Keywords: HIV-1; LEDGF; integration; mRNA splicing; p75; retrovirus.

Figure 1.

Distribution of HIV-1 integration sites within transcription units. Each transcription unit was divided into 15 equal parts (bins), and HIV-1 integration sites or MRC insertion sites were counted for each bin (shown as red bars). Outside of transcription units, the genome was divided into 500-bp bins, and the HIV-1 integration sites or MRC insertion sites were counted in each bin (shown as blue bars). The percentages of all of the HIV-1 integration sites and MRC insertion sites are shown on the Y-axis. The horizontal arrow shows the direction of transcription. The green vertical lines separate the transcription units from the upstream and downstream regions to indicate that the bins within the transcription units are not equivalent in size to the 500-bp bins outside of the transcription units. (A) Distribution of HIV-1 integration sites in human HEK293T cells. (B) Distribution of MRC insertion sites in human transcription units. (C) Distribution of HIV-1 integration sites in transcription units in mouse fibroblast cells that contain the wild-type LEDGF gene. (D) Distribution of HIV-1 integration sites in mouse fibroblast cells that lack the LEDGF gene. (E,F) Distribution of HIV-1 integration sites (E) and MRC insertion sites (F) within intronless transcription units.

Figure 2.

Integration density correlates strongly with the level of splicing. (A) Correlation between HIV-1 integration density and the number of alternative transcripts produced by transcription units in human HEK293T cells.
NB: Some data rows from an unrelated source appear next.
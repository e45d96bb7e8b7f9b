use axum::http::{HeaderValue, Request as HttpRequest};
use axum::{extract::Request, middleware::Next, response::Response};
use tracing::Span;
use uuid::Uuid;

pub const REQUEST_ID_HEADER: &str = "x-request-id";

/// Propagate the caller's `x-request-id`, or mint one, on both the request
/// and the response.
pub async fn request_id_middleware(mut req: Request, next: Next) -> Response {
    let request_id = req
        .headers()
        .get(REQUEST_ID_HEADER)
        .and_then(|h| h.to_str().ok())
        .map(|s| s.to_string())
        .unwrap_or_else(|| Uuid::new_v4().to_string());

    if let Ok(header_value) = HeaderValue::from_str(&request_id) {
        req.headers_mut().insert(REQUEST_ID_HEADER, header_value);
    }

    let mut response = next.run(req).await;

    if let Ok(header_value) = HeaderValue::from_str(&request_id) {
        response
            .headers_mut()
            .insert(REQUEST_ID_HEADER, header_value);
    }

    response
}

/// Span factory for `TraceLayer::make_span_with`.
///
/// Only the path is recorded: callback query strings carry order and
/// transaction identifiers that are logged explicitly by the handlers.
pub fn http_request_span<B>(request: &HttpRequest<B>) -> Span {
    let request_id = request
        .headers()
        .get(REQUEST_ID_HEADER)
        .and_then(|value| value.to_str().ok())
        .unwrap_or("-");

    tracing::info_span!(
        "http_request",
        request_id = %request_id,
        method = %request.method(),
        path = %request.uri().path(),
        version = ?request.version(),
    )
}
use crate::error::AppError;
use config::{Config as Cfg, File};
use serde::Deserialize;

/// Settings shared by every service: listening port and telemetry.
#[derive(Debug, Deserialize, Clone)]
pub struct Config {
    #[serde(default = "default_port")]
    pub port: u16,
    #[serde(default = "default_log_level")]
    pub log_level: String,
    /// OTLP collector endpoint. Spans are only exported when set.
    #[serde(default)]
    pub otlp_endpoint: Option<String>,
}

fn default_port() -> u16 {
    8080
}

fn default_log_level() -> String {
    "info".to_string()
}

impl Config {
    pub fn load() -> Result<Self, AppError> {
        dotenvy::dotenv().ok();

        let config = Cfg::builder()
            .add_source(File::with_name("configuration").required(false))
            .add_source(config::Environment::with_prefix("APP").separator("__"))
            .build()?;

        Ok(config.try_deserialize()?)
    }
}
Each transcription unit was assigned to a group based on the number of alternatively spliced transcripts that originated from it. The X-axis shows the number of alternative transcripts per transcription unit, and the Y-axis shows the average HIV-1 integration density for all transcription units that produce the same number of alternative transcripts. The blue diamonds represent data for HIV-1 integration sites in HEK293T, whereas the red rectangles are for the MRC insertion sites. The vertical bar for each data point is the standard error. R² is the Pearson correlation. (B–D) Correlation between average HIV-1 integration density and the number of introns in the transcription units. The X-axis shows the number of introns per transcription unit, and the Y-axis shows the average HIV-1 integration density (integration sites per kilobase) for all transcription units that have the same number of introns. The blue diamonds represent data for HIV-1 integrations, and the red rectangles are for the MRC insertion sites. (B) HIV-1 integration sites in human HEK293T cells. C and D are based on HIV-1 integration sites in mouse fibroblast cells that either have or lack the LEDGF gene, respectively. (E–H) Distribution of HIV-1 integration sites (E,F) or MRC insertion sites (G,H) within transcription units that contain either 10 introns (E,G) or one to three introns (F,H), based on the data from HEK293T cells. For each transcription unit with 10 introns, a partner transcription unit of equal size was selected from the group that contains transcription units with one to three introns, so the total length of all transcription units with 10 introns is equal to the total length of all transcription units with one to three introns. As in Figure 1, each transcription unit was divided into 15 equal parts (shown in red), and HIV-1 integration sites or MRC sites were counted in each segment.

Figure 3.

The interactions of representative splicing proteins with LEDGF/p75 and LEDGF/p52. GST pull-down of HEK293T nuclear lysate with GST, GST-LEDGF/p75, or GST–LEDGF/p52 followed by Western blotting to detect splicing factors SRSF1 (A), hnRNP M (B), and SF3B2 (C).

Figure 4.

Model for HIV-1 integration in highly spliced transcription units. RNA Pol II transcription and splicing of introns are concurrent. Splicing factors (SF) interact with LEDGF/p75, which in turn binds HIV-1 integrase (IN). These interactions help direct HIV-1 integration to transcription units with a large number of introns.